== Problem ==
The data below is to be returned in full and exactly.

== Extracted information ==
_ _ _ _ _ _ _
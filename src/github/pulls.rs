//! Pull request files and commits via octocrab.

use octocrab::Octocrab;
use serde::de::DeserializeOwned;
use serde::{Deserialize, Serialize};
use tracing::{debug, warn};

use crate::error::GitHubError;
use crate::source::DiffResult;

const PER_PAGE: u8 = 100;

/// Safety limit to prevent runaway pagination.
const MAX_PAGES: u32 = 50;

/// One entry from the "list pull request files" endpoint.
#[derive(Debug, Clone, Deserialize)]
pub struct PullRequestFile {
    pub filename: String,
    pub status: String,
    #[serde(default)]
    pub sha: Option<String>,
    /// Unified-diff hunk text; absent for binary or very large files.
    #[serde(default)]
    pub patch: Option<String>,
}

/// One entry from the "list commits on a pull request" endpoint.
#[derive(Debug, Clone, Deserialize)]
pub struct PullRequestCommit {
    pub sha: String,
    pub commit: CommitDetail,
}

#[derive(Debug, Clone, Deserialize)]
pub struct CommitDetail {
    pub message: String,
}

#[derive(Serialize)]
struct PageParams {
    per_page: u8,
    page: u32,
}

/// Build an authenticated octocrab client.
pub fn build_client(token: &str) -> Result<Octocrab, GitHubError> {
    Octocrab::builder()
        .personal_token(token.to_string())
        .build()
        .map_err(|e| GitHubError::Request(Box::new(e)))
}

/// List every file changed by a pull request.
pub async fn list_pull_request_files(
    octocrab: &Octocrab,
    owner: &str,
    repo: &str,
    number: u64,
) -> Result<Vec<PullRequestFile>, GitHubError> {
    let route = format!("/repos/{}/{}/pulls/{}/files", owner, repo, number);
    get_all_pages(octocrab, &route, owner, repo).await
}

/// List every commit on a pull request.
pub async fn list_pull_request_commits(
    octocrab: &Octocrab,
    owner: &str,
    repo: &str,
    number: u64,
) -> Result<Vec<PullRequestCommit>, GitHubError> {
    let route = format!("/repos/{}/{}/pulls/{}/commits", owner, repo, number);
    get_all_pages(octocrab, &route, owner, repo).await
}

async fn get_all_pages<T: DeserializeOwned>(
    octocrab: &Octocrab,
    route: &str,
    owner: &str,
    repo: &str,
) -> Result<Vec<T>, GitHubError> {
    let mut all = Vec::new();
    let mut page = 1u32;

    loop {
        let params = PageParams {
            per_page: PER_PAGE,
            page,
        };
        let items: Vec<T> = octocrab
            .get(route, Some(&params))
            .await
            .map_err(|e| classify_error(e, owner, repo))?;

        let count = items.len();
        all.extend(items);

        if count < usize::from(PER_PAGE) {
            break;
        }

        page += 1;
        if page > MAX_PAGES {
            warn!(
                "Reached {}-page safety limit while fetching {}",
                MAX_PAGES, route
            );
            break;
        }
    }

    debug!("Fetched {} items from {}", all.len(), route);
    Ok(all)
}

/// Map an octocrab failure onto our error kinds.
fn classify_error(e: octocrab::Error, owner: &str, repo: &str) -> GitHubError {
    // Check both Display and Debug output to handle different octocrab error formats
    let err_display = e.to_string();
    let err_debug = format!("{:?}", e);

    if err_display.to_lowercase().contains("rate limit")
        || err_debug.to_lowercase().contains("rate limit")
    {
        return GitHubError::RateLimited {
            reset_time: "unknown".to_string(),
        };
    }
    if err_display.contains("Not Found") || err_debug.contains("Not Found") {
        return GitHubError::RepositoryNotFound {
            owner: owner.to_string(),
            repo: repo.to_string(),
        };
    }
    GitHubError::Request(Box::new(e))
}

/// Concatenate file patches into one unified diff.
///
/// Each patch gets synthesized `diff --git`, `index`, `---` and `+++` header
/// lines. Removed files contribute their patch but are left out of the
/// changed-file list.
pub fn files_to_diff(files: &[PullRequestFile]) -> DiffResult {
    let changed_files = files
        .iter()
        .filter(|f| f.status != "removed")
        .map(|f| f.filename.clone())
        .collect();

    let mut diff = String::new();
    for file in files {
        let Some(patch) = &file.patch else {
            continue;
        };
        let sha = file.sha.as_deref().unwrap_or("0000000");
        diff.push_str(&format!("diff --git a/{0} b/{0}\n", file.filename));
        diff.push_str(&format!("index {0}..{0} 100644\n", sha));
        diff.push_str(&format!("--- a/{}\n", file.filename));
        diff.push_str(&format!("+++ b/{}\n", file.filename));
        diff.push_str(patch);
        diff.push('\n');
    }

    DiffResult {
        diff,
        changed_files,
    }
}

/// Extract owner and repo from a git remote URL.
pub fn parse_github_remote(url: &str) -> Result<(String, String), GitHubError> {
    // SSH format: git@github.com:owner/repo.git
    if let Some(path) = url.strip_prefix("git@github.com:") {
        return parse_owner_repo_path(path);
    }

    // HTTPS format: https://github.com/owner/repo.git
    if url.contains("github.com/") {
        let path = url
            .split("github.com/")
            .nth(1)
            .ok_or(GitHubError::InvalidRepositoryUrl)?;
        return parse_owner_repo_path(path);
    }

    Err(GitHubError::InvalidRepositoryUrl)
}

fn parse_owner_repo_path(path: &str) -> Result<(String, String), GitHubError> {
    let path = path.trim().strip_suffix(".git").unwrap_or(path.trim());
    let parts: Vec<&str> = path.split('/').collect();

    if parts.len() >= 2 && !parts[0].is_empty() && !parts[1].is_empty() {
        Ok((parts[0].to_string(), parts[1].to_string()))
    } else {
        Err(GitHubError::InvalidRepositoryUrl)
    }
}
_ _ _ _ _ _ _
== Your response ==
filename src/github/pulls.rs
//! Pull request files and commits via octocrab.

use octocrab::Octocrab;
use serde::de::DeserializeOwned;
use serde::{Deserialize, Serialize};
use tracing::{debug, warn};

use crate::error::GitHubError;
use crate::source::DiffResult;

const PER_PAGE: u8 = 100;

/// Safety limit to prevent runaway pagination.
const MAX_PAGES: u32 = 50;

/// One entry from the "list pull request files" endpoint.
#[derive(Debug, Clone, Deserialize)]
pub struct PullRequestFile {
    pub filename: String,
    pub status: String,
    #[serde(default)]
    pub sha: Option<String>,
    /// Unified-diff hunk text; absent for binary or very large files.
    #[serde(default)]
    pub patch: Option<String>,
}

/// One entry from the "list commits on a pull request" endpoint.
#[derive(Debug, Clone, Deserialize)]
pub struct PullRequestCommit {
    pub sha: String,
    pub commit: CommitDetail,
}

#[derive(Debug, Clone, Deserialize)]
pub struct CommitDetail {
    pub message: String,
}

#[derive(Serialize)]
struct PageParams {
    per_page: u8,
    page: u32,
}

/// Build an authenticated octocrab client.
pub fn build_client(token: &str) -> Result<Octocrab, GitHubError> {
    Octocrab::builder()
        .personal_token(token.to_string())
        .build()
        .map_err(|e| GitHubError::Request(Box::new(e)))
}

/// List every file changed by a pull request.
pub async fn list_pull_request_files(
    octocrab: &Octocrab,
    owner: &str,
    repo: &str,
    number: u64,
) -> Result<Vec<PullRequestFile>, GitHubError> {
    let route = format!("/repos/{}/{}/pulls/{}/files", owner, repo, number);
    get_all_pages(octocrab, &route, owner, repo).await
}

/// List every commit on a pull request.
pub async fn list_pull_request_commits(
    octocrab: &Octocrab,
    owner: &str,
    repo: &str,
    number: u64,
) -> Result<Vec<PullRequestCommit>, GitHubError> {
    let route = format!("/repos/{}/{}/pulls/{}/commits", owner, repo, number);
    get_all_pages(octocrab, &route, owner, repo).await
}

async fn get_all_pages<T: DeserializeOwned>(
    octocrab: &Octocrab,
    route: &str,
    owner: &str,
    repo: &str,
) -> Result<Vec<T>, GitHubError> {
    let mut all = Vec::new();
    let mut page = 1u32;

    loop {
        let params = PageParams {
            per_page: PER_PAGE,
            page,
        };
        let items: Vec<T> = octocrab
            .get(route, Some(&params))
            .await
            .map_err(|e| classify_error(e, owner, repo))?;

        let count = items.len();
        all.extend(items);

        if count < usize::from(PER_PAGE) {
            break;
        }

        page += 1;
        if page > MAX_PAGES {
            warn!(
                "Reached {}-page safety limit while fetching {}",
                MAX_PAGES, route
            );
            break;
        }
    }

    debug!("Fetched {} items from {}", all.len(), route);
    Ok(all)
}

/// Map an octocrab failure onto our error kinds.
fn classify_error(e: octocrab::Error, owner: &str, repo: &str) -> GitHubError {
    // Check both Display and Debug output to handle different octocrab error formats
    let err_display = e.to_string();
    let err_debug = format!("{:?}", e);

    if err_display.to_lowercase().contains("rate limit")
        || err_debug.to_lowercase().contains("rate limit")
    {
        return GitHubError::RateLimited {
            reset_time: "unknown".to_string(),
        };
    }
    if err_display.contains("Not Found") || err_debug.contains("Not Found") {
        return GitHubError::RepositoryNotFound {
            owner: owner.to_string(),
            repo: repo.to_string(),
        };
    }
    GitHubError::Request(Box::new(e))
}

/// Concatenate file patches into one unified diff.
///
/// Each patch gets synthesized `diff --git`, `index`, `---` and `+++` header
/// lines. Removed files contribute their patch but are left out of the
/// changed-file list.
pub fn files_to_diff(files: &[PullRequestFile]) -> DiffResult {
    let changed_files = files
        .iter()
        .filter(|f| f.status != "removed")
        .map(|f| f.filename.clone())
        .collect();

    let mut diff = String::new();
    for file in files {
        let Some(patch) = &file.patch else {
            continue;
        };
        let sha = file.sha.as_deref().unwrap_or("0000000");
        diff.push_str(&format!("diff --git a/{0} b/{0}\n", file.filename));
        diff.push_str(&format!("index {0}..{0} 100644\n", sha));
        diff.push_str(&format!("--- a/{}\n", file.filename));
        diff.push_str(&format!("+++ b/{}\n", file.filename));
        diff.push_str(patch);
        diff.push('\n');
    }

    DiffResult {
        diff,
        changed_files,
    }
}

/// Extract owner and repo from a git remote URL.
pub fn parse_github_remote(url: &str) -> Result<(String, String), GitHubError> {
    // SSH format: git@github.com:owner/repo.git
    if let Some(path) = url.strip_prefix("git@github.com:") {
        return parse_owner_repo_path(path);
    }

    // HTTPS format: https://github.com/owner/repo.git
    if url.contains("github.com/") {
        let path = url
            .split("github.com/")
            .nth(1)
            .ok_or(GitHubError::InvalidRepositoryUrl)?;
        return parse_owner_repo_path(path);
    }

    Err(GitHubError::InvalidRepositoryUrl)
}

fn parse_owner_repo_path(path: &str) -> Result<(String, String), GitHubError> {
    let path = path.trim().strip_suffix(".git").unwrap_or(path.trim());
    let parts: Vec<&str> = path.split('/').collect();

    if parts.len() >= 2 && !parts[0].is_empty() && !parts[1].is_empty() {
        Ok((parts[0].to_string(), parts[1].to_string()))
    } else {
        Err(GitHubError::InvalidRepositoryUrl)
    }
}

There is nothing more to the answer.